What to do:
Give back all the data exactly as it was written.

[Material shown Boundary: Start]

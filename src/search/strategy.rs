//! Pluggable search algorithms.

use super::SearchResult;
use crate::games::morris::{Position, Side, rules};
use rand::SeedableRng;
use rand::rngs::StdRng;
use rand::seq::IndexedRandom;
use serde::{Deserialize, Serialize};
use std::sync::Mutex;
use tracing::{debug, instrument, warn};

/// A move-search algorithm run on the worker thread.
///
/// The position arrives by value and the strategy must not touch shared
/// mutable game state. It is only called when `side` has a legal move.
pub trait Strategy: Send + Sync {
    /// Picks a move for `side` in `position`.
    fn search(&self, position: Position, side: Side) -> SearchResult;

    /// Human-readable name for logs.
    fn name(&self) -> &str;
}

/// Which strategy a match uses.
#[derive(
    Debug,
    Clone,
    Copy,
    PartialEq,
    Eq,
    Default,
    Serialize,
    Deserialize,
    strum::Display,
    strum::EnumString,
)]
#[serde(rename_all = "snake_case")]
#[strum(serialize_all = "snake_case")]
pub enum StrategyKind {
    /// [`FirstLegal`].
    FirstLegal,
    /// [`RandomMove`].
    Random,
    /// [`Minimax`](super::Minimax).
    #[default]
    Minimax,
}

/// Always plays the first move in generation order.
#[derive(Debug, Clone, Copy, Default)]
pub struct FirstLegal;

impl Strategy for FirstLegal {
    #[instrument(skip(self, position))]
    fn search(&self, position: Position, side: Side) -> SearchResult {
        let mut position = position;
        position.set_to_move(side);
        match rules::legal_moves(&position).first() {
            Some(mv) => SearchResult::from(*mv),
            None => {
                warn!("No legal move to pick");
                SearchResult::default()
            }
        }
    }

    fn name(&self) -> &str {
        "first_legal"
    }
}

/// Plays a uniformly random legal move.
#[derive(Debug)]
pub struct RandomMove {
    rng: Mutex<StdRng>,
}

impl RandomMove {
    /// Creates a strategy seeded from the OS.
    pub fn new() -> Self {
        Self {
            rng: Mutex::new(StdRng::from_os_rng()),
        }
    }

    /// Creates a reproducible strategy.
    pub fn seeded(seed: u64) -> Self {
        Self {
            rng: Mutex::new(StdRng::seed_from_u64(seed)),
        }
    }
}

impl Default for RandomMove {
    fn default() -> Self {
        Self::new()
    }
}

impl Strategy for RandomMove {
    #[instrument(skip(self, position))]
    fn search(&self, position: Position, side: Side) -> SearchResult {
        let mut position = position;
        position.set_to_move(side);
        let moves = rules::legal_moves(&position);

        let picked = match self.rng.lock() {
            Ok(mut rng) => moves.choose(&mut *rng).copied(),
            Err(poisoned) => moves.choose(&mut *poisoned.into_inner()).copied(),
        };

        match picked {
            Some(mv) => {
                debug!(%mv, candidates = moves.len(), "Random pick");
                SearchResult::from(mv)
            }
            None => {
                warn!("No legal move to pick");
                SearchResult::default()
            }
        }
    }

    fn name(&self) -> &str {
        "random"
    }
}

#[cfg(test)]
mod tests {
    use super::*;
    use crate::games::morris::{Cell, Move, Node};

    fn n(index: usize) -> Node {
        Node::new(index).expect("index in range")
    }

    #[test]
    fn first_legal_picks_lowest_node_in_placement() {
        let result = FirstLegal.search(Position::new(), Side::White);
        assert_eq!(result.to_move(Side::White), Some(Move::place(Side::White, n(0))));
    }

    #[test]
    fn single_empty_node_is_the_only_choice() {
        let mut cells = [Cell::Occupied(Side::Black); 24];
        for index in [0, 2, 4, 6, 8, 10, 12, 14, 16, 18, 20] {
            cells[index] = Cell::Occupied(Side::White);
        }
        cells[23] = Cell::Empty;
        let position = Position::from_cells(cells, Side::White).with_in_hand(Side::White, 1);

        let result = RandomMove::seeded(7).search(position, Side::White);
        assert_eq!(result.place, Some(n(23)));
        assert_eq!(result.source, None);
    }

    #[test]
    fn seeded_random_is_reproducible() {
        let a = RandomMove::seeded(42).search(Position::new(), Side::White);
        let b = RandomMove::seeded(42).search(Position::new(), Side::White);
        assert_eq!(a, b);
    }

    #[test]
    fn kind_parses_from_config_names() {
        assert_eq!("first_legal".parse::<StrategyKind>(), Ok(StrategyKind::FirstLegal));
        assert_eq!(StrategyKind::Minimax.to_string(), "minimax");
    }
}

[Material shown Boundary: End]

Response:
filename src/search/strategy.rs
//! Pluggable search algorithms.

use super::SearchResult;
use crate::games::morris::{Position, Side, rules};
use rand::SeedableRng;
use rand::rngs::StdRng;
use rand::seq::IndexedRandom;
use serde::{Deserialize, Serialize};
use std::sync::Mutex;
use tracing::{debug, instrument, warn};

/// A move-search algorithm run on the worker thread.
///
/// The position arrives by value and the strategy must not touch shared
/// mutable game state. It is only called when `side` has a legal move.
pub trait Strategy: Send + Sync {
    /// Picks a move for `side` in `position`.
    fn search(&self, position: Position, side: Side) -> SearchResult;

    /// Human-readable name for logs.
    fn name(&self) -> &str;
}

/// Which strategy a match uses.
#[derive(
    Debug,
    Clone,
    Copy,
    PartialEq,
    Eq,
    Default,
    Serialize,
    Deserialize,
    strum::Display,
    strum::EnumString,
)]
#[serde(rename_all = "snake_case")]
#[strum(serialize_all = "snake_case")]
pub enum StrategyKind {
    /// [`FirstLegal`].
    FirstLegal,
    /// [`RandomMove`].
    Random,
    /// [`Minimax`](super::Minimax).
    #[default]
    Minimax,
}

/// Always plays the first move in generation order.
#[derive(Debug, Clone, Copy, Default)]
pub struct FirstLegal;

impl Strategy for FirstLegal {
    #[instrument(skip(self, position))]
    fn search(&self, position: Position, side: Side) -> SearchResult {
        let mut position = position;
        position.set_to_move(side);
        match rules::legal_moves(&position).first() {
            Some(mv) => SearchResult::from(*mv),
            None => {
                warn!("No legal move to pick");
                SearchResult::default()
            }
        }
    }

    fn name(&self) -> &str {
        "first_legal"
    }
}

/// Plays a uniformly random legal move.
#[derive(Debug)]
pub struct RandomMove {
    rng: Mutex<StdRng>,
}

impl RandomMove {
    /// Creates a strategy seeded from the OS.
    pub fn new() -> Self {
        Self {
            rng: Mutex::new(StdRng::from_os_rng()),
        }
    }

    /// Creates a reproducible strategy.
    pub fn seeded(seed: u64) -> Self {
        Self {
            rng: Mutex::new(StdRng::seed_from_u64(seed)),
        }
    }
}

impl Default for RandomMove {
    fn default() -> Self {
        Self::new()
    }
}

impl Strategy for RandomMove {
    #[instrument(skip(self, position))]
    fn search(&self, position: Position, side: Side) -> SearchResult {
        let mut position = position;
        position.set_to_move(side);
        let moves = rules::legal_moves(&position);

        let picked = match self.rng.lock() {
            Ok(mut rng) => moves.choose(&mut *rng).copied(),
            Err(poisoned) => moves.choose(&mut *poisoned.into_inner()).copied(),
        };

        match picked {
            Some(mv) => {
                debug!(%mv, candidates = moves.len(), "Random pick");
                SearchResult::from(mv)
            }
            None => {
                warn!("No legal move to pick");
                SearchResult::default()
            }
        }
    }

    fn name(&self) -> &str {
        "random"
    }
}

#[cfg(test)]
mod tests {
    use super::*;
    use crate::games::morris::{Cell, Move, Node};

    fn n(index: usize) -> Node {
        Node::new(index).expect("index in range")
    }

    #[test]
    fn first_legal_picks_lowest_node_in_placement() {
        let result = FirstLegal.search(Position::new(), Side::White);
        assert_eq!(result.to_move(Side::White), Some(Move::place(Side::White, n(0))));
    }

    #[test]
    fn single_empty_node_is_the_only_choice() {
        let mut cells = [Cell::Occupied(Side::Black); 24];
        for index in [0, 2, 4, 6, 8, 10, 12, 14, 16, 18, 20] {
            cells[index] = Cell::Occupied(Side::White);
        }
        cells[23] = Cell::Empty;
        let position = Position::from_cells(cells, Side::White).with_in_hand(Side::White, 1);

        let result = RandomMove::seeded(7).search(position, Side::White);
        assert_eq!(result.place, Some(n(23)));
        assert_eq!(result.source, None);
    }

    #[test]
    fn seeded_random_is_reproducible() {
        let a = RandomMove::seeded(42).search(Position::new(), Side::White);
        let b = RandomMove::seeded(42).search(Position::new(), Side::White);
        assert_eq!(a, b);
    }

    #[test]
    fn kind_parses_from_config_names() {
        assert_eq!("first_legal".parse::<StrategyKind>(), Ok(StrategyKind::FirstLegal));
        assert_eq!(StrategyKind::Minimax.to_string(), "minimax");
    }
}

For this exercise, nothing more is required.